[[ PROVIDED DATA open ]]

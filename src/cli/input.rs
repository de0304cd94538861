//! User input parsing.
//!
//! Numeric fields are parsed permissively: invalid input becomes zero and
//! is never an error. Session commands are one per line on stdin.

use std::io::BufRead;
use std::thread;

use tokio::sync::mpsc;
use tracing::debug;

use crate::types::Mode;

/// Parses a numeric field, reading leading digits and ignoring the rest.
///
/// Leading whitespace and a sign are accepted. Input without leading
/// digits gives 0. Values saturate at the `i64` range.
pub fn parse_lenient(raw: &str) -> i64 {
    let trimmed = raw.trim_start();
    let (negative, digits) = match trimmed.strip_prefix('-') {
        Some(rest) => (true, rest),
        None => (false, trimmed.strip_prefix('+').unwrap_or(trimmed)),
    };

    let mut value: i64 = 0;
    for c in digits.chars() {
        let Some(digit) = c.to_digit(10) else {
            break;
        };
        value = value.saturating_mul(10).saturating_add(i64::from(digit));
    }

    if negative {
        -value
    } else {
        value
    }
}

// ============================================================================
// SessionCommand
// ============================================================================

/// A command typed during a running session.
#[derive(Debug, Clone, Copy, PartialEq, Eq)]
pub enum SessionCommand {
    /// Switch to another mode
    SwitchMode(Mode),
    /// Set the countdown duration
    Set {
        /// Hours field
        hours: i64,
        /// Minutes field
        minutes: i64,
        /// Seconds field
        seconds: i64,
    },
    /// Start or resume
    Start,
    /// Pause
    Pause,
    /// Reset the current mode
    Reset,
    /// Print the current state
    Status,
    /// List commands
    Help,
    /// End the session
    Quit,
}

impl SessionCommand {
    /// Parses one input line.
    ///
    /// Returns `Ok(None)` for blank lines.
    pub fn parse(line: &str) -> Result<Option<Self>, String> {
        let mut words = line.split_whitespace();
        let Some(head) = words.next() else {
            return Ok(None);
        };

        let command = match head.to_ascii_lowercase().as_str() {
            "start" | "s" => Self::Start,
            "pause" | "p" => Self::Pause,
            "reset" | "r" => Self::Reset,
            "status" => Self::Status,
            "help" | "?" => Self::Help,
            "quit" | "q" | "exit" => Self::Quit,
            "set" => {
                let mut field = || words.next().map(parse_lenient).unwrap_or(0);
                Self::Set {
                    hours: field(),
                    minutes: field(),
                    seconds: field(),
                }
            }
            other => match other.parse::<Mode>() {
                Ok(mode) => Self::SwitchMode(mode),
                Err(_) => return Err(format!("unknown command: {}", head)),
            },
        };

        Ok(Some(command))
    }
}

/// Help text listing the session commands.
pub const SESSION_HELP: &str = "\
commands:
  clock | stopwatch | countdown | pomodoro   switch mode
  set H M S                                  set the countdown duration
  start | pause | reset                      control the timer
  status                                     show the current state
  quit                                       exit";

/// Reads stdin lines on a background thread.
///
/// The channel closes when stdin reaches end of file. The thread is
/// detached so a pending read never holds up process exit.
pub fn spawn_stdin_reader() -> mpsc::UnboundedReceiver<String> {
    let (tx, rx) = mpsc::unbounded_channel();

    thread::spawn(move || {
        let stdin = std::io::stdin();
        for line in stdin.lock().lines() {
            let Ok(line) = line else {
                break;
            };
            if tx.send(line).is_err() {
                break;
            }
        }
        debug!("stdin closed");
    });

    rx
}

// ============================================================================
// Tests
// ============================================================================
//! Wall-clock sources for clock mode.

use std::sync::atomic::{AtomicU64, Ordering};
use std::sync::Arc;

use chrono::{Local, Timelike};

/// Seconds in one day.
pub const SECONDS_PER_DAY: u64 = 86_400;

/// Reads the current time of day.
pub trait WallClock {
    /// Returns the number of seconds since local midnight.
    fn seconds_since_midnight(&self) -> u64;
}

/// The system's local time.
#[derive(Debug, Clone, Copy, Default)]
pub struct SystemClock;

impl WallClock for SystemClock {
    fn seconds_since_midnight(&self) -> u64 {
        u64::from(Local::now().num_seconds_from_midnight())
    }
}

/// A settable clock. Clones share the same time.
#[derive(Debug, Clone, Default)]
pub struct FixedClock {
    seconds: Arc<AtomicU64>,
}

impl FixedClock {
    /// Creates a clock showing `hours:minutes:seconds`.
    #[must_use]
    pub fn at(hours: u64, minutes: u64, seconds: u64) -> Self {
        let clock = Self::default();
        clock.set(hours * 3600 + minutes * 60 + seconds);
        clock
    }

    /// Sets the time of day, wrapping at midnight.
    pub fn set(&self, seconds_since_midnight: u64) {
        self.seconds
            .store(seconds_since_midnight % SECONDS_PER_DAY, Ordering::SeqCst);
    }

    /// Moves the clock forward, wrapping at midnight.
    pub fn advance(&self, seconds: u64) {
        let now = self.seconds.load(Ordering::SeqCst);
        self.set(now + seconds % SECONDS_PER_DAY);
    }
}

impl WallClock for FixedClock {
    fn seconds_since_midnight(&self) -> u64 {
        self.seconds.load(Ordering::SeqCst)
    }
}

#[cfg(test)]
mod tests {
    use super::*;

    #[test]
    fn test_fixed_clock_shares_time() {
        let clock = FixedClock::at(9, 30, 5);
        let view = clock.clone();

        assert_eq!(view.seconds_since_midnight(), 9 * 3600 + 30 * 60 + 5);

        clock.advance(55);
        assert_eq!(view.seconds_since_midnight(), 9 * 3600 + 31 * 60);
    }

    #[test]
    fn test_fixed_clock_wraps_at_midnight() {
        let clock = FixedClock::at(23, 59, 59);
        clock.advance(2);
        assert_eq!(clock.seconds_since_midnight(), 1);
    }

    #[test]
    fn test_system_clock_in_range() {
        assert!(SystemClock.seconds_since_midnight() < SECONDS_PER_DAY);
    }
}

[[ PROVIDED DATA closed ]]
[[ PROVIDED DATA open ]]

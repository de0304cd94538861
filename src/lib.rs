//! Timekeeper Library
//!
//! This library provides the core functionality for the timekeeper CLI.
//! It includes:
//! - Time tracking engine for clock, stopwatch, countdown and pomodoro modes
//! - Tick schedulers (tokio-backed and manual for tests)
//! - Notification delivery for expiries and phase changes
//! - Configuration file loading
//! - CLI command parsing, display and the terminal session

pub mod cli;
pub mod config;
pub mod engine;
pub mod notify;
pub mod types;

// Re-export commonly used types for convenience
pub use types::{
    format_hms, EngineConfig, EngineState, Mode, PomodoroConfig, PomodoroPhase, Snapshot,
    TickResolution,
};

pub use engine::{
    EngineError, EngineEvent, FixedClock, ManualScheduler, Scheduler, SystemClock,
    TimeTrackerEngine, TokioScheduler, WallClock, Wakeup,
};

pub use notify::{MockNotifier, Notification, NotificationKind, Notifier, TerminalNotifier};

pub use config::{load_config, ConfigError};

[[ PROVIDED DATA closed ]]
[[ PROVIDED DATA open ]]

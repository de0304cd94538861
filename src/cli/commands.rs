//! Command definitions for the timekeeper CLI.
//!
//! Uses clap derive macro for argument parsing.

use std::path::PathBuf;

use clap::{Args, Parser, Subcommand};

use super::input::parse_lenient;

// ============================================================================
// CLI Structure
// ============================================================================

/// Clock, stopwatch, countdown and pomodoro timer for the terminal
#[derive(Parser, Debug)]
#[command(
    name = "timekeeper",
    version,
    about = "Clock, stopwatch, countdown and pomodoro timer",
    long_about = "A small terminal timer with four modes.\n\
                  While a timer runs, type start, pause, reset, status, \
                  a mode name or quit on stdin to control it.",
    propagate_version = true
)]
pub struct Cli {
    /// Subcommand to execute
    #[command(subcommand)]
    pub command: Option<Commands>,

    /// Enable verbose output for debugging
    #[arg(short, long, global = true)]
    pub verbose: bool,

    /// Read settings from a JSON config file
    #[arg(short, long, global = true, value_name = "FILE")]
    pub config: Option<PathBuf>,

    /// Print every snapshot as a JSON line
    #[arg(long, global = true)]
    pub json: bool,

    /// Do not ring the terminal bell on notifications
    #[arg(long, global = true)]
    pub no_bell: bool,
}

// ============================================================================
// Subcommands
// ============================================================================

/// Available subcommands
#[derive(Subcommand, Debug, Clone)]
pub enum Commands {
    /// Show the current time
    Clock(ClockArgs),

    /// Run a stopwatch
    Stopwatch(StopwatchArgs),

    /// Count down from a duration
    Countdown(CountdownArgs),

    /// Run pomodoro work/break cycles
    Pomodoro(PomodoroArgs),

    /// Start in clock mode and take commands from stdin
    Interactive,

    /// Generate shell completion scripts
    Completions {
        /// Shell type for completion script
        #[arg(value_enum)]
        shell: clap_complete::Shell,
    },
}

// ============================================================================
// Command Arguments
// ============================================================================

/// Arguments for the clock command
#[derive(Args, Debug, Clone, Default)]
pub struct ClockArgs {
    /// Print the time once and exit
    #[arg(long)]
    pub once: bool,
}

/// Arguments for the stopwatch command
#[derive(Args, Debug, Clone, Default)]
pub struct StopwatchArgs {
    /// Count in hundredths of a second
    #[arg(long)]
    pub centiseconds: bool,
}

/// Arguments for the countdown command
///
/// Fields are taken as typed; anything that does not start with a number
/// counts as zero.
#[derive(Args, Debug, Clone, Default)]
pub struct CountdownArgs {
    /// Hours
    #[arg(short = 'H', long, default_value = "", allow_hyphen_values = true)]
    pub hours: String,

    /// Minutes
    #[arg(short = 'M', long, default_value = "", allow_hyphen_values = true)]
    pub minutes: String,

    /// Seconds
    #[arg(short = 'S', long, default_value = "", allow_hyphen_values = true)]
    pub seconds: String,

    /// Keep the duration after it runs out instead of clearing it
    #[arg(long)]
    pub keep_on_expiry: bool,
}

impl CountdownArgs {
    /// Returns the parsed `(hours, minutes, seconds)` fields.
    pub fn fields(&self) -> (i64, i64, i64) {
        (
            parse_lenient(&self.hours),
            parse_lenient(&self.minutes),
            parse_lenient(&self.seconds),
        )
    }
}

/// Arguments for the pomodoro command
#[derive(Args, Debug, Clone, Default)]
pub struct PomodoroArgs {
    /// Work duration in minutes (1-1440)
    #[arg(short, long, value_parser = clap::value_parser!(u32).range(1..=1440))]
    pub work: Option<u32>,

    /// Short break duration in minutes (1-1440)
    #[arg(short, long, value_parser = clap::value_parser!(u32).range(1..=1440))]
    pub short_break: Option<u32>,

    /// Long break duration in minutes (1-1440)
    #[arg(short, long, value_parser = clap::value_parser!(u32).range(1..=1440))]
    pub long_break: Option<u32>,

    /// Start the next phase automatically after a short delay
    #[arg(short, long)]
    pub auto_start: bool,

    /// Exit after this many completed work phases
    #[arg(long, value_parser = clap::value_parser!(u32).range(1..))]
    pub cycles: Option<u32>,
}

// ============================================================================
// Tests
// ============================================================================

[[ PROVIDED DATA closed ]]

In the data above, find the line with "filename src/cli/input.rs" and the line with "use tracing::debug;". Retype both, plus every line between them, exactly.

filename src/cli/input.rs
repository de0304cd94538861
//! User input parsing.
//!
//! Numeric fields are parsed permissively: invalid input becomes zero and
//! is never an error. Session commands are one per line on stdin.

use std::io::BufRead;
use std::thread;

use tokio::sync::mpsc;
use tracing::debug;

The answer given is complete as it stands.